• [RECORD EXTRACTS]
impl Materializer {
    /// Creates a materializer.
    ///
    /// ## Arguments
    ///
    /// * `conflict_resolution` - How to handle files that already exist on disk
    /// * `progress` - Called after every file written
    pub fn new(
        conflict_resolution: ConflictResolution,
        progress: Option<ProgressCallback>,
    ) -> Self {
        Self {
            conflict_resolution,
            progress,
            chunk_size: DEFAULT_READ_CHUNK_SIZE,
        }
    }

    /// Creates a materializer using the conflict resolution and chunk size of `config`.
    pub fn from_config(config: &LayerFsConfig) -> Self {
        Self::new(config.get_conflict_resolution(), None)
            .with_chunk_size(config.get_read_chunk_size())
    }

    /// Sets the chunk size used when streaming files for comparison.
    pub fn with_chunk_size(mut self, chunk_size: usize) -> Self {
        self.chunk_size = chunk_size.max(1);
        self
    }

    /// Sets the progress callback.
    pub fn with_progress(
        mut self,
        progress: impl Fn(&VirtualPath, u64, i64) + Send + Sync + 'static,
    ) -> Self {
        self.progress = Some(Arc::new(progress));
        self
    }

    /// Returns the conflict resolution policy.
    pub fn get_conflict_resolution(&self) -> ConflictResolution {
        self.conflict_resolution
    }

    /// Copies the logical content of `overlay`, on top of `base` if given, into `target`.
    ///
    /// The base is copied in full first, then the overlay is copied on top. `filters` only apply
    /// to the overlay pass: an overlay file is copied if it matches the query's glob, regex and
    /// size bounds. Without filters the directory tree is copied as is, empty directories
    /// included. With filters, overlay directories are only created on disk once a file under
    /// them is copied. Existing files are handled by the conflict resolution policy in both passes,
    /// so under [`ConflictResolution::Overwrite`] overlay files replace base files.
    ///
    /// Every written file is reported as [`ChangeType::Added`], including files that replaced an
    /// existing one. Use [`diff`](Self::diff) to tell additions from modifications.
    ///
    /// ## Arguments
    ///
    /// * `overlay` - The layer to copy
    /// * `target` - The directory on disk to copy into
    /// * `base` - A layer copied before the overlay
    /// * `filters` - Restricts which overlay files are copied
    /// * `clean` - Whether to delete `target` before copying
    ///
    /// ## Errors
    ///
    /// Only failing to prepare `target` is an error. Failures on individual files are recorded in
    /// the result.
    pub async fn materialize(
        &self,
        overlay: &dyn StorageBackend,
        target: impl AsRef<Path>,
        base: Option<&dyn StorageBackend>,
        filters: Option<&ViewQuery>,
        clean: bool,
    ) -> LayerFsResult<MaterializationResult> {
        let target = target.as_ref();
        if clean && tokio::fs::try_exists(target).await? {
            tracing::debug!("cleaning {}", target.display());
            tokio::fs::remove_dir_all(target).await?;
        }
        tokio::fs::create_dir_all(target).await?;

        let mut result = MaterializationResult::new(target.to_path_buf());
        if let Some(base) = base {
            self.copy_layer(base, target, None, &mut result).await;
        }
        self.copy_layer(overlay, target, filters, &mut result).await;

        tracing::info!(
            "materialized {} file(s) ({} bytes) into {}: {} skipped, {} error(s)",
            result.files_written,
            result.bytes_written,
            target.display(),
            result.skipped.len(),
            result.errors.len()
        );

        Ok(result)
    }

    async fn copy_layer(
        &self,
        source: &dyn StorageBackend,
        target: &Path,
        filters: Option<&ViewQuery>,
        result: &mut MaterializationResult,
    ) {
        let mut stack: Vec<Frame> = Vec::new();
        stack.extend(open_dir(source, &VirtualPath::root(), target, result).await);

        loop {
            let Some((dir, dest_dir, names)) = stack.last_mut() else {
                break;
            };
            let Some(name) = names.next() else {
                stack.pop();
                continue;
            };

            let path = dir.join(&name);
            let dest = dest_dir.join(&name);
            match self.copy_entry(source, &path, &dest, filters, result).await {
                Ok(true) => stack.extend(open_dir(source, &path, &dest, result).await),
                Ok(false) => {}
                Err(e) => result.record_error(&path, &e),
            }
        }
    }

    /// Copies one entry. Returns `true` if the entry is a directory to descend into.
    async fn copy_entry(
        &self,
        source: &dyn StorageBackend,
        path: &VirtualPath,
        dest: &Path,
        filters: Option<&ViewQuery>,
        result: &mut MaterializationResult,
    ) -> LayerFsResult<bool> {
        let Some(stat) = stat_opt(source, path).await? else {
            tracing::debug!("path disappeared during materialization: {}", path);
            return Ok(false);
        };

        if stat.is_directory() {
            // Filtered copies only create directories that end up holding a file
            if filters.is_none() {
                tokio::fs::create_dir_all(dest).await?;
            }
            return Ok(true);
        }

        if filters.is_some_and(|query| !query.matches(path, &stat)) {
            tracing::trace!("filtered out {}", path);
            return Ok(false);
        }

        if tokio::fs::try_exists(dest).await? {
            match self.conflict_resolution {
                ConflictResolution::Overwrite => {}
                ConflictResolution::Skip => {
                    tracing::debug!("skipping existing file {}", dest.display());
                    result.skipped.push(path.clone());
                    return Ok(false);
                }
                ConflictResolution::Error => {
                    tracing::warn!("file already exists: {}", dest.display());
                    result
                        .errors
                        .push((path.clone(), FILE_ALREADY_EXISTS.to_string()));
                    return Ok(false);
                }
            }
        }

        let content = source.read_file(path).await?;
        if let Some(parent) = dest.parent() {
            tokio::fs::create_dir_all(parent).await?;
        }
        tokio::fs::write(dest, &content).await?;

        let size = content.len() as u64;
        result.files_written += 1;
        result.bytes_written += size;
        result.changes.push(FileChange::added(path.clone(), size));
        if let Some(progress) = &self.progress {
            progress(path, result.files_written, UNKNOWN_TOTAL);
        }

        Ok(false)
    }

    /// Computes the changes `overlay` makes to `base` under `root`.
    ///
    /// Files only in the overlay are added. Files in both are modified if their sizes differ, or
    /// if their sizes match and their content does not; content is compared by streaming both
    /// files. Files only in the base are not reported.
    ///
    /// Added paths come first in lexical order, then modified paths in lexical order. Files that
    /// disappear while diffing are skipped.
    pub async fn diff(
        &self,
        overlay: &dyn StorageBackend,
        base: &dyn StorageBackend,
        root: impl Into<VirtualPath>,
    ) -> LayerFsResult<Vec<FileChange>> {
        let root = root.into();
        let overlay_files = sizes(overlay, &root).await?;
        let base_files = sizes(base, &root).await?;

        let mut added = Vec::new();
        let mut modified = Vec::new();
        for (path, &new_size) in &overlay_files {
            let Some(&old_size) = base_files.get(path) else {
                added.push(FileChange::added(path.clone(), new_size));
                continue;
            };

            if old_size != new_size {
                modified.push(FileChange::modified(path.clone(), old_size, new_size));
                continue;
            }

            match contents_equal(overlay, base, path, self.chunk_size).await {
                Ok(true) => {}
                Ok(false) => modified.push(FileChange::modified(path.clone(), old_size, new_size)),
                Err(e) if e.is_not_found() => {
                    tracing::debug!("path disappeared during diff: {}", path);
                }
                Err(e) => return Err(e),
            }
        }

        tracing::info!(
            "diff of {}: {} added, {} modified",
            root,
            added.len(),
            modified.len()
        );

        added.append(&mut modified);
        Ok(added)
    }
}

• [PROBLEM] When the line with "let Some(stat) = stat_opt(source, path).await?" is reached in the data above, begin copying, and stop after the line with "if let Some(parent)"; copy each line exactly, both ends included.

• [WRITTEN RESPONSE]
        let Some(stat) = stat_opt(source, path).await? else {
            tracing::debug!("path disappeared during materialization: {}", path);
            return Ok(false);
        };

        if stat.is_directory() {
            // Filtered copies only create directories that end up holding a file
            if filters.is_none() {
                tokio::fs::create_dir_all(dest).await?;
            }
            return Ok(true);
        }

        if filters.is_some_and(|query| !query.matches(path, &stat)) {
            tracing::trace!("filtered out {}", path);
            return Ok(false);
        }

        if tokio::fs::try_exists(dest).await? {
            match self.conflict_resolution {
                ConflictResolution::Overwrite => {}
                ConflictResolution::Skip => {
                    tracing::debug!("skipping existing file {}", dest.display());
                    result.skipped.push(path.clone());
                    return Ok(false);
                }
                ConflictResolution::Error => {
                    tracing::warn!("file already exists: {}", dest.display());
                    result
                        .errors
                        .push((path.clone(), FILE_ALREADY_EXISTS.to_string()));
                    return Ok(false);
                }
            }
        }

        let content = source.read_file(path).await?;
        if let Some(parent) = dest.parent() {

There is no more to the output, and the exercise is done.